### TASK TO COMPLETE
Locate every line in the records below that holds the word "FAKE" and return each one.

+++

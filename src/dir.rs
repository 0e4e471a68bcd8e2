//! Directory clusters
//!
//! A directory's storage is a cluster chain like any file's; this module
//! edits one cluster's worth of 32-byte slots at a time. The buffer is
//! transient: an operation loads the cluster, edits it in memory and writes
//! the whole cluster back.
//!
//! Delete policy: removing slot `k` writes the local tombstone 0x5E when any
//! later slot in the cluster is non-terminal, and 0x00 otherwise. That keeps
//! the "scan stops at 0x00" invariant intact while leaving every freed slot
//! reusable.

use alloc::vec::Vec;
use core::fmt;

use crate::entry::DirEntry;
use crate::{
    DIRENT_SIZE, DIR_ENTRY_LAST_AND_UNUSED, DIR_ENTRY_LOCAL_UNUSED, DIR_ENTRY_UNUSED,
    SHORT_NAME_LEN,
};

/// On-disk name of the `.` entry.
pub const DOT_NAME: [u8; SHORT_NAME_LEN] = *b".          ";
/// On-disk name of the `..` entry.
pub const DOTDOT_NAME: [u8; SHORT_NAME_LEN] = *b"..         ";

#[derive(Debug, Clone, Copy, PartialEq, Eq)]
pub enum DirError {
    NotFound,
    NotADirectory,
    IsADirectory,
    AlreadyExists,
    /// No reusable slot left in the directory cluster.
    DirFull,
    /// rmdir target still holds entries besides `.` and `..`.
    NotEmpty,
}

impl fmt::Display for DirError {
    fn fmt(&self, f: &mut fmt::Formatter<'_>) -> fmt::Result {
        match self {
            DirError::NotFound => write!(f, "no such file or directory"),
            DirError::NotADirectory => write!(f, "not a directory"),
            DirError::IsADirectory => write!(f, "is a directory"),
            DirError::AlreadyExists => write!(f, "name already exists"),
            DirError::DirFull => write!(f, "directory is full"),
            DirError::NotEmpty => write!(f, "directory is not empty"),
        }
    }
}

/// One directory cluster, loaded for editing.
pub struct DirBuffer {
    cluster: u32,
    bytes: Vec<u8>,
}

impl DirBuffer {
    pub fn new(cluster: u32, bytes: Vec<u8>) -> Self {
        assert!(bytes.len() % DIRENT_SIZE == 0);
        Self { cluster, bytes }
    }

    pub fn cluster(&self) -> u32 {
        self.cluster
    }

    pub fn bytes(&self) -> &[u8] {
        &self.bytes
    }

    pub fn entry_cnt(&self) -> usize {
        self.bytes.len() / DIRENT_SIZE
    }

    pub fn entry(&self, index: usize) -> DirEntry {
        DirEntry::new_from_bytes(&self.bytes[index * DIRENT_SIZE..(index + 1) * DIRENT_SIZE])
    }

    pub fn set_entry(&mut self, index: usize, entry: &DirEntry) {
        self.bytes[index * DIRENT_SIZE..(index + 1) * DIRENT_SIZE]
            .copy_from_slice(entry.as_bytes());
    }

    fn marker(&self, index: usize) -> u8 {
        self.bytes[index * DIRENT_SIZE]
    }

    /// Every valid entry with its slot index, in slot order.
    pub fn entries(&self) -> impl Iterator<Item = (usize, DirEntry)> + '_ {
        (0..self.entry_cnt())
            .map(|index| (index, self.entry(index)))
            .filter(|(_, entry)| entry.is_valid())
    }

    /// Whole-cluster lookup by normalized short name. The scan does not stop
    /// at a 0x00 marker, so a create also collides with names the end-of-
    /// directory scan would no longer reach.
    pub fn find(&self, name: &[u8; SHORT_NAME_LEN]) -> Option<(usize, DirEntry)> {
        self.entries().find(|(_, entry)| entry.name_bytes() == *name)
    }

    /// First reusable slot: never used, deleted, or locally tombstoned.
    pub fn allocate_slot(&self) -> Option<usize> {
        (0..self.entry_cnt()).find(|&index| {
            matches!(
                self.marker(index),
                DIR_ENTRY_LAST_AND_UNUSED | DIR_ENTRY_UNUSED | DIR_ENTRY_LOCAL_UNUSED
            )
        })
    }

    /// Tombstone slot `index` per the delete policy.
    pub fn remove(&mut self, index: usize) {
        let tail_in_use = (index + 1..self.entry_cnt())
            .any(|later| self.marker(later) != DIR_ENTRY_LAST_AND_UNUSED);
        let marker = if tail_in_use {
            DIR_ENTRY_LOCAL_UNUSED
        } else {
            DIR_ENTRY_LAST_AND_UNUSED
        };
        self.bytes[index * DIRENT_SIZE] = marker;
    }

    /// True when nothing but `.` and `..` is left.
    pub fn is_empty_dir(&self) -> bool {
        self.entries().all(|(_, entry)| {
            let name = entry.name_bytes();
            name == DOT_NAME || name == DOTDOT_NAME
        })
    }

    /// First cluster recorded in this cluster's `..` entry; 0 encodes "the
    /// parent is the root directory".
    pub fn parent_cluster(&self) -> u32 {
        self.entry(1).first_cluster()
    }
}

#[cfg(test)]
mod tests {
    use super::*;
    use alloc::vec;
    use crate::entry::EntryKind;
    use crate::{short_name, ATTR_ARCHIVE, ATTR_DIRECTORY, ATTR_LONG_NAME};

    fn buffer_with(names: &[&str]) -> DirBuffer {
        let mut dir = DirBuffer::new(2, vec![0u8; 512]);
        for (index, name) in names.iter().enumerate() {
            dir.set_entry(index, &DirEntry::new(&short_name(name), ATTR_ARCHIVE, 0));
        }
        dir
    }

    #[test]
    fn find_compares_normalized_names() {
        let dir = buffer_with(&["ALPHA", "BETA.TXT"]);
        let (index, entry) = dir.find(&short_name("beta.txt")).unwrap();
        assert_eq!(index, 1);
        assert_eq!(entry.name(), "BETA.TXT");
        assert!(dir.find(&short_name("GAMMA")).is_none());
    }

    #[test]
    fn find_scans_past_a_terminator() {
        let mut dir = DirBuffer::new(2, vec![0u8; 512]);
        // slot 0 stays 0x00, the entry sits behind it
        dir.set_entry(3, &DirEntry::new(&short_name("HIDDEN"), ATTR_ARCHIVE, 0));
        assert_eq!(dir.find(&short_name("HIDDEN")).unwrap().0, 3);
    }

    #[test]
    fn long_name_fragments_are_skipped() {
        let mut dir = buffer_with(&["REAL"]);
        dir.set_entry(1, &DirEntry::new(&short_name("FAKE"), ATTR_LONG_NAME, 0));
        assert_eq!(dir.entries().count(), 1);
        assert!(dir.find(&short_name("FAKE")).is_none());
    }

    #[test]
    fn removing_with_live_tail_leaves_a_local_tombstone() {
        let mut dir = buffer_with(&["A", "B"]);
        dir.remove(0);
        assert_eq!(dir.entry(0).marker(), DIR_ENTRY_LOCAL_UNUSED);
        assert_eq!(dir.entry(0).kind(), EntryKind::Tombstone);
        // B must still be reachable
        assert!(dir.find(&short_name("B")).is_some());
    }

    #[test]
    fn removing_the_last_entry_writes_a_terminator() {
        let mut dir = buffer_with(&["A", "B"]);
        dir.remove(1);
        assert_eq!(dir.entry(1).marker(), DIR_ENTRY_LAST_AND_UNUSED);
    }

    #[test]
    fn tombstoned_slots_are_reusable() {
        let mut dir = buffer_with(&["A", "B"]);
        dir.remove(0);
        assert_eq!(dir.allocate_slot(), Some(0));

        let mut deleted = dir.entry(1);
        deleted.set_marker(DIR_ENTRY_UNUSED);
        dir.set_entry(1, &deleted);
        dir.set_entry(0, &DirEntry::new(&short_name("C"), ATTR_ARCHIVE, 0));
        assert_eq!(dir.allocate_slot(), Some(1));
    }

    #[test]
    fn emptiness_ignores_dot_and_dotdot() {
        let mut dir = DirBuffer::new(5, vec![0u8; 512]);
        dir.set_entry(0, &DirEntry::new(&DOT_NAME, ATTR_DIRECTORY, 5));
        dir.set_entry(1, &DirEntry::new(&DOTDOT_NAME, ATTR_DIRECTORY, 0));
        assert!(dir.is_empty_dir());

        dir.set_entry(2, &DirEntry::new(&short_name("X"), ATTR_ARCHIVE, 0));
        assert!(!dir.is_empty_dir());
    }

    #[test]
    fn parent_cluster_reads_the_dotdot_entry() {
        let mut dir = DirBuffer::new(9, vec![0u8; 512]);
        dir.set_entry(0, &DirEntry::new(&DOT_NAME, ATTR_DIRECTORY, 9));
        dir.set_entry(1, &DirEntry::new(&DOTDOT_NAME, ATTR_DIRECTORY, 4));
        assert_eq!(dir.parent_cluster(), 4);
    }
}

+++

### ANSWER TO THIS EXERCISE
        dir.set_entry(1, &DirEntry::new(&short_name("FAKE"), ATTR_LONG_NAME, 0));
        assert!(dir.find(&short_name("FAKE")).is_none());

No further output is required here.